The former occurs when your skin gets into contact with allergens, such as laundry detergents that cause either painful or itchy rashes. Meanwhile, the latter happens when the skin barrier is damaged. Hence, the skin becomes dry and itchy.

Depending on the type of dermatitis you have, your doctor might advise you to stop using certain products that could be causing your dermatitis. Sometimes, topical or oral medications are prescribed.


Hives are often triggered by medications or certain food like seafood, peanuts, tree nuts. In some cases, they aren’t triggered by food and medication allergies but by activities or exposure to certain temperatures.

If certain foods or medication are what’s causing your hives, unfortunately, avoidance is the only thing you can do. As for the symptoms, you can treat them by taking antihistamines.

In case you’re not sure which one is causing your hives, keeping a log will help you track which food or medication is the culprit. You may also see an allergy specialist to diagnose and help you have a treatment plan that’s best for your condition.


Photo by Alexandr Podvalny from Pexels

Sunburn is yet another common skin problem that many people often suffer from. Yes, it’s important to get sun exposure to get the vitamins that our body needs from the sun. However, like other things, too much of it can be bad not just for the skin but for your overall health too.

Sunburn occurs when you get too much exposure to ultraviolet light, which the sun and artificial sources (like tanning beds and sunlamps) emit. And when your skin gets too much exposure to it, it will eventually turn red and irritated.
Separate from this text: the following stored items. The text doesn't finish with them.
//! Surface scans: procedural heightmaps and their terminal palettes.

use std::f64::consts::{FRAC_PI_2, PI};

use nalgebra::DMatrix;
use rand::seq::IndexedRandom;
use rand::{Rng, SeedableRng};
use rand_chacha::ChaChaRng;
use serde::{Deserialize, Serialize};
use units::Temperature;

use crate::anomalies::Anomalies;
use crate::composition_class::CompositionClass;

pub const HEIGHTMAP_ROWS: usize = 32;
pub const HEIGHTMAP_COLS: usize = 64;

/// Upper bound (inclusive) of the surface seed drawn by a scan.
pub const MAX_SURFACE_SEED: u64 = 99_999_999;

// ============================================================================
// Smoothing kernels
// ============================================================================

/// Separable binomial smoothing kernel, chosen per scan.
#[derive(Debug, Clone, Copy, PartialEq, Eq, Serialize, Deserialize)]
pub enum BinomialKernel {
    Three,
    Four,
    Five,
    Six,
}

impl BinomialKernel {
    pub const ALL: [BinomialKernel; 4] = [
        BinomialKernel::Three,
        BinomialKernel::Four,
        BinomialKernel::Five,
        BinomialKernel::Six,
    ];

    pub fn size(&self) -> usize {
        self.row().len()
    }

    fn row(&self) -> &'static [f64] {
        match self {
            BinomialKernel::Three => &[1.0, 2.0, 1.0],
            BinomialKernel::Four => &[1.0, 3.0, 3.0, 1.0],
            BinomialKernel::Five => &[1.0, 4.0, 6.0, 4.0, 1.0],
            BinomialKernel::Six => &[1.0, 5.0, 10.0, 10.0, 5.0, 1.0],
        }
    }

    fn divisor(&self) -> f64 {
        match self {
            BinomialKernel::Three => 16.0,
            BinomialKernel::Four => 64.0,
            BinomialKernel::Five => 256.0,
            BinomialKernel::Six => 676.0,
        }
    }

    /// Outer product of the binomial row with itself, scaled by the divisor.
    pub fn weights(&self) -> DMatrix<f64> {
        let row = self.row();
        let divisor = self.divisor();
        DMatrix::from_fn(row.len(), row.len(), |i, j| row[i] * row[j] / divisor)
    }
}

// ============================================================================
// Heightmap generation
// ============================================================================

fn latitude(row: usize, rows: usize) -> f64 {
    if rows < 2 {
        return -FRAC_PI_2;
    }
    -FRAC_PI_2 + PI * row as f64 / (rows - 1) as f64
}

/// 2D convolution with periodic boundaries, output the same shape as `input`.
///
/// Even-sized kernels are anchored one cell before their geometric centre.
pub fn convolve_wrapped(input: &DMatrix<f64>, kernel: &DMatrix<f64>) -> DMatrix<f64> {
    let (rows, cols) = input.shape();
    let (k_rows, k_cols) = kernel.shape();
    let (off_r, off_c) = ((k_rows as isize - 1) / 2, (k_cols as isize - 1) / 2);

    DMatrix::from_fn(rows, cols, |i, j| {
        let mut acc = 0.0;
        for m in 0..k_rows {
            for n in 0..k_cols {
                let r = (i as isize + off_r - m as isize).rem_euclid(rows as isize) as usize;
                let c = (j as isize + off_c - n as isize).rem_euclid(cols as isize) as usize;
                acc += kernel[(m, n)] * input[(r, c)];
            }
        }
        acc
    })
}

/// Rescale into [0, 1]. A flat map becomes all zeros.
fn normalize(map: DMatrix<f64>) -> DMatrix<f64> {
    let min = map.min();
    let max = map.max();
    let span = max - min;
    if span <= f64::EPSILON {
        return DMatrix::zeros(map.nrows(), map.ncols());
    }
    map.map(|h| (h - min) / span)
}

/// Build a normalized heightmap from a surface seed.
///
/// Per-cell uniform noise is damped towards the poles by cos(latitude), a
/// polar cap term `5 − exp(−(0.6·lat)⁸)` is added, the result is smoothed
/// with `kernel` and rescaled into [0, 1].
pub fn generate_heightmap(
    rows: usize,
    cols: usize,
    seed: u64,
    kernel: BinomialKernel,
) -> DMatrix<f64> {
    if rows == 0 || cols == 0 {
        return DMatrix::zeros(rows, cols);
    }

    let mut rng = ChaChaRng::seed_from_u64(seed);
    let noise: Vec<f64> = (0..rows * cols).map(|_| rng.random::<f64>()).collect();
    let noise = DMatrix::from_row_slice(rows, cols, &noise);

    let terrain = DMatrix::from_fn(rows, cols, |i, j| {
        let lat = latitude(i, rows);
        noise[(i, j)] * lat.cos() + (5.0 - (-(lat * 0.6).powi(8)).exp())
    });

    normalize(convolve_wrapped(&terrain, &kernel.weights()))
}

// ============================================================================
// Palettes
// ============================================================================

/// Height-to-color ramps over the 256-entry ANSI palette.
#[derive(Debug, Clone, Copy, PartialEq, Eq, Serialize, Deserialize)]
pub enum Palette {
    Earth,
    Lava,
    Toxic,
    Desert,
    Ice,
}

impl Palette {
    pub const ALL: [Palette; 5] = [
        Palette::Earth,
        Palette::Lava,
        Palette::Toxic,
        Palette::Desert,
        Palette::Ice,
    ];

    /// Ascending `(height threshold, color)` stops.
    pub fn stops(&self) -> &'static [(f64, u8)] {
        match self {
            Palette::Earth => &[
                (0.05, 17),
                (0.15, 19),
                (0.25, 33),
                (0.35, 71),
                (0.45, 142),
                (0.55, 181),
                (0.65, 179),
                (0.75, 214),
                (0.85, 223),
                (1.00, 231),
            ],
            Palette::Lava => &[
                (0.05, 52),
                (0.15, 88),
                (0.25, 124),
                (0.35, 160),
                (0.45, 166),
                (0.55, 172),
                (0.65, 178),
                (0.75, 184),
                (0.85, 220),
                (1.00, 229),
            ],
            Palette::Toxic => &[
                (0.05, 54),
                (0.15, 55),
                (0.25, 56),
                (0.35, 71),
                (0.45, 83),
                (0.55, 85),
                (0.65, 118),
                (0.75, 154),
                (0.85, 190),
                (1.00, 229),
            ],
            Palette::Desert => &[
                (0.05, 94),
                (0.15, 130),
                (0.25, 136),
                (0.35, 172),
                (0.45, 178),
                (0.55, 214),
                (0.65, 220),
                (0.75, 223),
                (0.85, 229),
                (1.00, 231),
            ],
            Palette::Ice => &[
                (0.05, 17),
                (0.15, 18),
                (0.25, 19),
                (0.35, 37),
                (0.45, 39),
                (0.55, 45),
                (0.65, 123),
                (0.75, 159),
                (0.85, 195),
                (1.00, 231),
            ],
        }
    }

    /// Color of the nearer stop of the interval containing `height`.
    pub fn color_for(&self, height: f64) -> u8 {
        let stops = self.stops();
        for pair in stops.windows(2) {
            let (v0, c0) = pair[0];
            let (v1, c1) = pair[1];
            if height <= v1 {
                let t = (height - v0) / (v1 - v0);
                return if t < 0.5 { c0 } else { c1 };
            }
        }
        stops.last().map(|&(_, color)| color).unwrap_or(0)
    }

    /// Ramp that suits a body's class and surface temperature.
    pub fn for_body(class: CompositionClass, temperature: Temperature) -> Self {
        let kelvin = temperature.to_kelvin();
        match class {
            CompositionClass::Gas => Palette::Toxic,
            CompositionClass::Ice => Palette::Ice,
            CompositionClass::Metal => Palette::Lava,
            CompositionClass::Rock if kelvin > 400.0 => Palette::Lava,
            CompositionClass::Rock if kelvin < 230.0 => Palette::Ice,
            CompositionClass::Rock if kelvin <= 330.0 => Palette::Earth,
            CompositionClass::Rock => Palette::Desert,
            CompositionClass::Moon if kelvin < 150.0 => Palette::Ice,
            CompositionClass::Moon => Palette::Desert,
        }
    }
}

// ============================================================================
// Scan state
// ============================================================================

/// Result of scanning a body.
#[derive(Debug, Clone, PartialEq, Serialize, Deserialize)]
pub struct Surface {
    pub seed: u64,
    pub kernel: BinomialKernel,
    pub palette: Palette,
    /// `HEIGHTMAP_ROWS × HEIGHTMAP_COLS`, values in [0, 1]
    pub heightmap: DMatrix<f64>,
    pub anomalies: Anomalies,
}

impl Surface {
    pub fn generate(rng: &mut ChaChaRng, palette: Palette) -> Self {
        let seed = rng.random_range(0..=MAX_SURFACE_SEED);
        let anomalies = Anomalies::sample(rng);
        let kernel = *BinomialKernel::ALL.choose(rng).unwrap_or(&BinomialKernel::Three);
        let heightmap = generate_heightmap(HEIGHTMAP_ROWS, HEIGHTMAP_COLS, seed, kernel);

        Self {
            seed,
            kernel,
            palette,
            heightmap,
            anomalies,
        }
    }
}

/// A body starts unscanned (`null` when serialized); the first scan stores its surface for good.
#[derive(Debug, Clone, PartialEq, Default, Serialize, Deserialize)]
#[serde(transparent)]
pub struct SurfaceScan(Option<Surface>);

impl SurfaceScan {
    /// Scan once. Later calls return the stored surface and leave `rng` untouched.
    pub fn scan(&mut self, rng: &mut ChaChaRng, palette: Palette) -> &Surface {
        self.0.get_or_insert_with(|| Surface::generate(rng, palette))
    }

    pub fn surface(&self) -> Option<&Surface> {
        self.0.as_ref()
    }

    pub fn is_scanned(&self) -> bool {
        self.0.is_some()
    }
}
To treat it, you can take frequent showers. This will relieve the pain. You can also use moisturizers that have soy or aloe vera as their main ingredient to soothe the skin.
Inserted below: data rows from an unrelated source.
use approx::assert_relative_eq;
use rand::SeedableRng;
use rand_chacha::ChaChaRng;
use units::Length;

use crate::attributes::OrbitContext;
use crate::body::PlanetaryBody;
use crate::composition_class::CompositionClass;

#[test]
fn test_body_scan_once() {
    let mut rng = ChaChaRng::seed_from_u64(8);
    let mut body = PlanetaryBody::sample(
        &mut rng,
        CompositionClass::Rock,
        OrbitContext::Primary {
            orbit_radius: Length::from_au(1.0),
        },
    );
    assert!(!body.surface.is_scanned());

    let seed = body.scan(&mut rng).seed;
    let again = body.scan(&mut rng).seed;
    assert_eq!(seed, again);
    assert!(body.surface.is_scanned());
}

#[test]
fn test_body_serializes_with_class() {
    let mut rng = ChaChaRng::seed_from_u64(8);
    let body = PlanetaryBody::sample(
        &mut rng,
        CompositionClass::Gas,
        OrbitContext::Primary {
            orbit_radius: Length::from_au(5.2),
        },
    );
    let json = serde_json::to_string(&body).unwrap();
    assert!(json.contains("\"class\":\"Gas\""));
    assert!(json.contains("\"surface\":null"));

    let back: PlanetaryBody = serde_json::from_str(&json).unwrap();
    assert_eq!(back.class, CompositionClass::Gas);
    assert_eq!(back.attributes.atmosphere, body.attributes.atmosphere);
    assert_relative_eq!(back.attributes.mass, body.attributes.mass);
    assert!(!back.surface.is_scanned());
}
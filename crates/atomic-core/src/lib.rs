//! Atomic Core - Foundational types for the Atomic composition engine
//!
//! This crate provides the types every other Atomic crate depends on:
//! - `Value`, `Props` - Dynamic property values and ordered property maps
//! - `props!` - Literal constructor for property maps
//! - Error types and Result alias

mod error;
mod value;

pub use error::{AtomicError, Result};
pub use value::{from_value, value_type_name, Props, Value};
To prevent it from happening again, one of the ways you can do this is to wear clothing that’s thick enough so you shouldn’t see any light passing through. Also, don’t forget to use sunscreen and re-apply it every two hours.
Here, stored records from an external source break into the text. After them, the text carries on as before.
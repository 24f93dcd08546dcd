//! Validation of component props against their rules

use crate::rules::{scalar_text, PropRules, PropType};
use atomic_core::{value_type_name, Props, Value};
use log::trace;

/// Outcome of validating one component's props
#[derive(Debug, Clone, Default, PartialEq)]
pub struct Verdict {
    pub valid: bool,
    pub messages: Vec<String>,
}

impl Verdict {
    pub fn pass() -> Self {
        Self {
            valid: true,
            messages: Vec::new(),
        }
    }

    /// A verdict is valid exactly when there is nothing to report
    pub fn from_messages(messages: Vec<String>) -> Self {
        Self {
            valid: messages.is_empty(),
            messages,
        }
    }
}

/// The validation collaborator consulted by the builder
pub trait PropValidator: Send + Sync {
    fn validate(&self, data: &Props, rules: &PropRules) -> Verdict;
}

/// Default validator that understands [`PropRules`]
///
/// Every rule is checked; messages come out in prop-name order. Props that
/// have no rule are accepted as-is.
#[derive(Debug, Clone, Copy, Default)]
pub struct SchemaValidator;

impl PropValidator for SchemaValidator {
    fn validate(&self, data: &Props, rules: &PropRules) -> Verdict {
        let mut messages = Vec::new();

        for (prop, spec) in rules.iter() {
            match data.get(prop) {
                None if spec.required => {
                    messages.push(format!("The {} prop is required.", prop));
                }
                None => {}
                Some(value) => {
                    check_value(prop, &spec.prop_type, value, spec.min, spec.max, &mut messages);
                    if let Some(allowed) = &spec.allowed {
                        check_allowed(prop, value, allowed, &mut messages);
                    }
                }
            }
        }

        for prop in data.keys().filter(|p| rules.get(p).is_none()) {
            trace!("Prop '{}' has no rule", prop);
        }

        Verdict::from_messages(messages)
    }
}

fn check_value(
    prop: &str,
    prop_type: &PropType,
    value: &Value,
    min: Option<f64>,
    max: Option<f64>,
    messages: &mut Vec<String>,
) {
    match (prop_type, value) {
        (PropType::Any, Value::Integer(n)) | (PropType::Integer, Value::Integer(n)) => {
            check_range(prop, *n as f64, "", min, max, messages)
        }
        (PropType::Any, Value::Float(n)) | (PropType::Float, Value::Float(n)) => {
            check_range(prop, *n, "", min, max, messages)
        }
        (PropType::Float, Value::Integer(n)) => check_range(prop, *n as f64, "", min, max, messages),
        (PropType::Any, Value::String(s)) | (PropType::String, Value::String(s)) => {
            check_range(prop, s.chars().count() as f64, " characters", min, max, messages)
        }
        (PropType::Any, Value::Array(items)) => {
            check_range(prop, items.len() as f64, " items", min, max, messages)
        }
        (PropType::Array { element }, Value::Array(items)) => {
            check_range(prop, items.len() as f64, " items", min, max, messages);
            for (i, item) in items.iter().enumerate() {
                check_value(&format!("{}[{}]", prop, i), element, item, None, None, messages);
            }
        }
        (PropType::Any, _) | (PropType::Bool, Value::Boolean(_)) | (PropType::Table, Value::Table(_)) => {}
        _ => messages.push(format!(
            "The {} prop must be of type {}, got {}.",
            prop,
            prop_type.type_name(),
            value_type_name(value)
        )),
    }
}

fn check_allowed(prop: &str, value: &Value, allowed: &[String], messages: &mut Vec<String>) {
    let accepted = scalar_text(value).map_or(false, |text| allowed.contains(&text));
    if !accepted {
        messages.push(format!("The {} prop must be one of: {}.", prop, allowed.join(", ")));
    }
}

fn check_range(
    prop: &str,
    measure: f64,
    unit: &str,
    min: Option<f64>,
    max: Option<f64>,
    messages: &mut Vec<String>,
) {
    if let Some(min) = min {
        if measure < min {
            messages.push(format!("The {} prop must be at least {}{}.", prop, min, unit));
        }
    }
    if let Some(max) = max {
        if measure > max {
            messages.push(format!("The {} prop may not be greater than {}{}.", prop, max, unit));
        }
    }
}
Don’t worry. Unlike other skin concerns, sunburns don’t last that long. Even so, make sure that you don’t bask in the sun for too long frequently as it can result in long-lasting damage to the skin and increase your risk of getting skin cancer.

Athlete’s Foot

For starters, an athlete’s foot is a rash that is caused by a fungus. It quickly multiplies in damp and warm conditions like athletic shoes, hence the name.

Symptoms of it include dry, itchy red skin. Usually, the skin between the patient’s toes or under the foot is soggy, white, scaly, or cracked. And often, these parts itch and feel sore.

It can also cause the feet to smell bad due to the buildup of sweat and bacteria.

People who are at risk of it are those who visit public places without wearing any footwear to protect their feet. Those who often share shoes, socks, and towels with an infected person can also contract it. If you have sweaty feet, often wear tight closed-toe shoes, and if you keep your feet wet for long periods, you’re also at risk of athlete’s foot.

Fortunately, it’s treatable. Often, an over-the-counter topical antifungal medication will solve the issue. But, if it still doesn’t work for you, your doctor may prescribe another topical or oral medication to get rid of the fungi. Proper foot care and home remedies (like soaking your feet in saltwater) may also be recommended by your doctor.


A lot of people don’t usually notice that they suffer from hyperhidrosis. Yes, it’s normal for people to have sweaty palms, armpits, and feet, depending on what they’re wearing or feeling. What’s not normal, though, is excessive sweating in these areas, and this condition is referred to as hyperhidrosis.

Sometimes, hyperhidrosis may be hereditary, as there are cases where it runs in the family. But, it could also be due to underlying medical conditions, such as diabetes, thyroid problems, low blood sugar, certain types of cancer, or nervous system disorders, to name a few.

For treatment, your doctor may prescribe antiperspirant with aluminum chloride. Creams that have glycopyrrolate may also be given. Depending on the underlying medical condition that’s causing it, your doctor may prescribe other medications.

Your skin’s health is important. So, don’t hesitate to see a doctor if you feel something is wrong with your skin.